How does a team that gave up eight points rally to score fourteen in a comeback?

An inflection point is a change where it feels as if a giant pendulum has swung, reached a peak in one direction, and shifted to a new or opposite course. The momentum shift may become clear only afterward, but often it’s something detectable in the air—an event or palpable shift in attitude that changes the entire complexion. In the game, it could’ve been a small adjustment by the coaches or simply an opportunity to reflect on mistakes and correct them. It could be that the ball broke in the right direction, a matter of probabilities, with the change mostly an illusion. But football is an emotional sport, and even dumb luck can inspire better play from everyone.

We also witnessed a similar shift during the presidential election. Biden was apparently leading in the polls (if such things are to be believed), and then Butler happened. The event came after the disastrous first presidential debate, where Biden clearly was not as advertised, yet it was the image of defiance—“fight, fight, fight”—that sealed the deal. Elon Musk saw this as reason to put his full weight behind Trump, and with a few McDonald’s drive-through moments and photo ops with garbage trucks, the greatest upset win since 2016 was complete.

Love him or loath him, Butler should have been a warning shot for the left—trying to kill your political opposition only makes them stronger and Trump won with a younger browner vote.

The paragraphs above were written before the murder of Charlie Kirk. Over the past few days, he went from the “prove me wrong” guy debating college kids to the center of a national debate. Since his death, there has been a groundswell of support. As those on the left reveal themselves through celebrations of his death and mockery, Kirk’s Turning Point organization has been flooded with 54,000 requests for new chapters at high schools and colleges. His death is a catalyst, much like the two assassination attempts against Trump, and a potential inflection point in the national conversation.

Before the U.S. Civil War officially began, there was an early attempt to free the slaves. John Brown, an evangelical Christian, believed he was on a mission from God to end slavery in the U.S. and led an insurrection that ended with a raid on a federal armory at Harpers Ferry in October 1859. Even before this, the issue of legal slavery had resulted in violent confrontations. In 1837, the abolitionist Elijah Parish Lovejoy was shot while facing down a mob of pro-slavery vandals who were attempting to destroy his printing press. This event sent shockwaves through the U.S. and galvanized John Brown to publicly declare:

“Here, before God, in the presence of these witnesses, from this time, I consecrate my life to the destruction of slavery.”

John Brown fired the opening shots of civil war, his fierce opposition to slavery inspired by the murder of abolitionist Elijah Parish Lovejoy.

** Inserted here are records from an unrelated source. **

impl App {
    pub fn new() -> Self {
        let settings = AppSettings::load();
        let app = Self::with_settings(settings, Local::now().year());

        let level = app.settings.effective_log_level();
        log::set_max_level(level);
        tui_logger::set_default_level(level);

        app
    }

    pub fn with_settings(settings: AppSettings, current_year: i32) -> Self {
        Self {
            state: AppState::new(&settings, current_year),
            settings,
        }
    }

    pub fn season_request(&self) -> NetworkRequest {
        NetworkRequest::LoadSeason {
            season: self.state.season.season().to_string(),
        }
    }

    // -----------------------------------------------------------------------
    // Network response handlers — called from main_ui_loop
    // -----------------------------------------------------------------------

    pub fn on_season_loaded(&mut self, table: SeasonTable) {
        if table.season != self.state.season.season() {
            debug!("ignoring stale season {}", table.season);
            return;
        }
        self.state.last_error = None;
        self.state.season.load(table);
        self.reconcile_selection();
    }

    pub fn on_season_failed(&mut self, season: String, message: String) {
        if season != self.state.season.season() {
            debug!("ignoring stale failure for season {season}");
            return;
        }
        self.state.last_error = Some(format!("Could not load {season}: {message}"));
        self.state.season.load(SeasonTable::empty(season));
        self.reconcile_selection();
    }

    pub fn on_career_loaded(&mut self, career: CareerRecord) {
        let player_id = career.player_id;
        if !self.state.career.accept(career) {
            debug!("ignoring stale career for player {player_id}");
        }
    }

    pub fn on_career_failed(&mut self, player_id: u32, message: String) {
        if self.state.career.fail(player_id, message) {
            warn!("career for player {player_id} unavailable");
        }
    }

    /// A career fetch for the primary player, when the career tab needs one.
    pub fn career_request(&mut self) -> Option<NetworkRequest> {
        if self.state.active_tab != MenuItem::Career {
            return None;
        }
        let player_id = self.state.primary_player()?.player_id;
        if self.state.career.is_current(player_id) {
            return None;
        }
        self.state.career.request(player_id);
        Some(NetworkRequest::LoadCareer { player_id })
    }

    // -----------------------------------------------------------------------
    // Tab management
    // -----------------------------------------------------------------------

    pub fn update_tab(&mut self, next: MenuItem) {
        if self.state.active_tab == next {
            return;
        }
        self.state.search.finish();
        self.state.previous_tab = self.state.active_tab;
        self.state.active_tab = next;
    }

    pub fn exit_help(&mut self) {
        if self.state.active_tab == MenuItem::Help {
            self.state.active_tab = self.state.previous_tab;
        }
    }

    /// Flip between the single-player view and comparison mode.
    pub fn toggle_compare(&mut self) {
        let next = if self.state.active_tab == MenuItem::Compare {
            MenuItem::CurrentStats
        } else {
            MenuItem::Compare
        };
        self.update_tab(next);
    }

    pub fn toggle_show_logs(&mut self) {
        self.state.show_logs = !self.state.show_logs;
    }

    pub fn toggle_full_screen(&mut self) {
        self.settings.full_screen = !self.settings.full_screen;
    }

    // -----------------------------------------------------------------------
    // Season + filter
    // -----------------------------------------------------------------------

    pub fn season_older(&mut self) -> Option<NetworkRequest> {
        if !self.state.season.older() {
            return None;
        }
        self.on_season_changed();
        Some(self.season_request())
    }

    pub fn season_newer(&mut self) -> Option<NetworkRequest> {
        if !self.state.season.newer() {
            return None;
        }
        self.on_season_changed();
        Some(self.season_request())
    }

    pub fn adjust_min_games(&mut self, delta: i16) {
        if self.state.season.adjust_min_games(delta) {
            self.reconcile_selection();
        }
    }

    fn on_season_changed(&mut self) {
        self.state.last_error = None;
        self.state.search.finish();
        self.state.trade.reset();
    }

    fn reconcile_selection(&mut self) {
        let changed = self
            .state
            .selection
            .reconcile(&self.state.season.view, self.settings.default_player.as_deref());
        if changed {
            self.state.trade.reset();
        }
    }

    // -----------------------------------------------------------------------
    // Navigation — the player picker, or the focused trade list
    // -----------------------------------------------------------------------

    pub fn move_selection(&mut self, delta: isize) {
        if self.state.active_tab == MenuItem::Trade {
            let len = self.trade_pane_len();
            self.state.trade.step(delta, len);
            return;
        }

        let slot = self.state.selection.active_slot(self.state.active_tab);
        let before = self.state.selection.primary;
        self.state
            .selection
            .step(&self.state.season.view, slot, delta);
        if slot == CompareSlot::Primary && before != self.state.selection.primary {
            self.state.trade.reset();
        }
    }

    pub fn switch_focus(&mut self) {
        match self.state.active_tab {
            MenuItem::Trade => self.state.trade.switch_pane(),
            MenuItem::Compare => self.state.selection.switch_slot(),
            _ => {}
        }
    }

    pub fn search_start(&mut self) {
        if matches!(self.state.active_tab, MenuItem::Help) {
            return;
        }
        self.state.search.start();
    }

    pub fn search_push(&mut self, c: char) {
        self.state.search.query.push(c);
        self.apply_search();
    }

    pub fn search_pop(&mut self) {
        self.state.search.query.pop();
        self.apply_search();
    }

    pub fn search_finish(&mut self) {
        self.state.search.finish();
    }

    /// Jump to the first name containing the query, in whichever list the
    /// current tab navigates.
    fn apply_search(&mut self) {
        let query = self.state.search.query.trim().to_lowercase();
        if query.is_empty() {
            return;
        }

        if self.state.active_tab == MenuItem::Trade {
            let found = self
                .state
                .season
                .trade_candidates(self.state.selection.primary)
                .and_then(|candidates| {
                    self.state
                        .trade
                        .pane_players(&candidates)
                        .iter()
                        .position(|p| p.player_name.to_lowercase().contains(&query))
                });
            if let Some(index) = found {
                self.state.trade.set_cursor(index);
            }
            return;
        }

        let Some(index) = self.state.season.view.search(&query) else {
            return;
        };
        let Some(player_id) = self.state.season.view.player_at(index).map(|p| p.player_id) else {
            return;
        };
        let slot = self.state.selection.active_slot(self.state.active_tab);
        if slot == CompareSlot::Primary && self.state.selection.primary != Some(player_id) {
            self.state.trade.reset();
        }
        self.state.selection.set(slot, player_id);
    }

    // -----------------------------------------------------------------------
    // Trade simulator
    // -----------------------------------------------------------------------

    pub fn trade_toggle(&mut self) {
        if let Some(candidates) = self
            .state
            .season
            .trade_candidates(self.state.selection.primary)
        {
            self.state.trade.toggle_at_cursor(&candidates);
        }
    }

    pub fn trade_share_up(&mut self) {
        self.state.trade.scenario.increase_share();
    }

    pub fn trade_share_down(&mut self) {
        self.state.trade.scenario.decrease_share();
    }

    pub fn trade_clear(&mut self) {
        self.state.trade.reset();
    }

    fn trade_pane_len(&self) -> usize {
        self.state
            .trade_candidates()
            .map(|c| self.state.trade.pane_players(&c).len())
            .unwrap_or(0)
    }

    // -----------------------------------------------------------------------
    // Derived views — recomputed on every draw
    // -----------------------------------------------------------------------

    pub fn projection(&self) -> Option<ProjectionResult> {
        self.state.primary_player().map(|p| project(p, None))
    }

    pub fn trade_outcome(&self) -> Option<TradeOutcome> {
        let subject = self.state.primary_player()?;
        let candidates = self.state.trade_candidates()?;
        let base = project(subject, None);
        Some(trade::evaluate(
            &candidates,
            subject,
            &self.state.trade.scenario,
            &base,
            &self.settings.trade_model,
        ))
    }
}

As a writer, I do not create the sentiment of my audience. I merely put into words what other people are thinking or help them organize their thoughts. In other words, if it resonates, it is only because I’ve stated something they’ve already noticed. It also emboldens—when people realize they are not alone in what they see—which is how regimes fall. When people know that others share their understanding and are given a means to articulate it, all it takes is a little push to turn popular sentiment into decisive action.

Synchronicity is one way to describe this. I have often observed many of my friends—likely tuned into similar sources and sharing the same basic assumptions—simultaneously reach an identical conclusion in response to events.

The assassination of Kirk is a moment that galvanizes. It has starkly illustrated how far apart the two partisan sides have become. Some celebrate the murder, spewing vile hatred for a man who was truly a moderate with views similar to those of many Americans. Others are rightly appalled, realizing there is no reasoning or unity with those who believe disagreement deserves a death sentence—that Kirk deserved the bullet.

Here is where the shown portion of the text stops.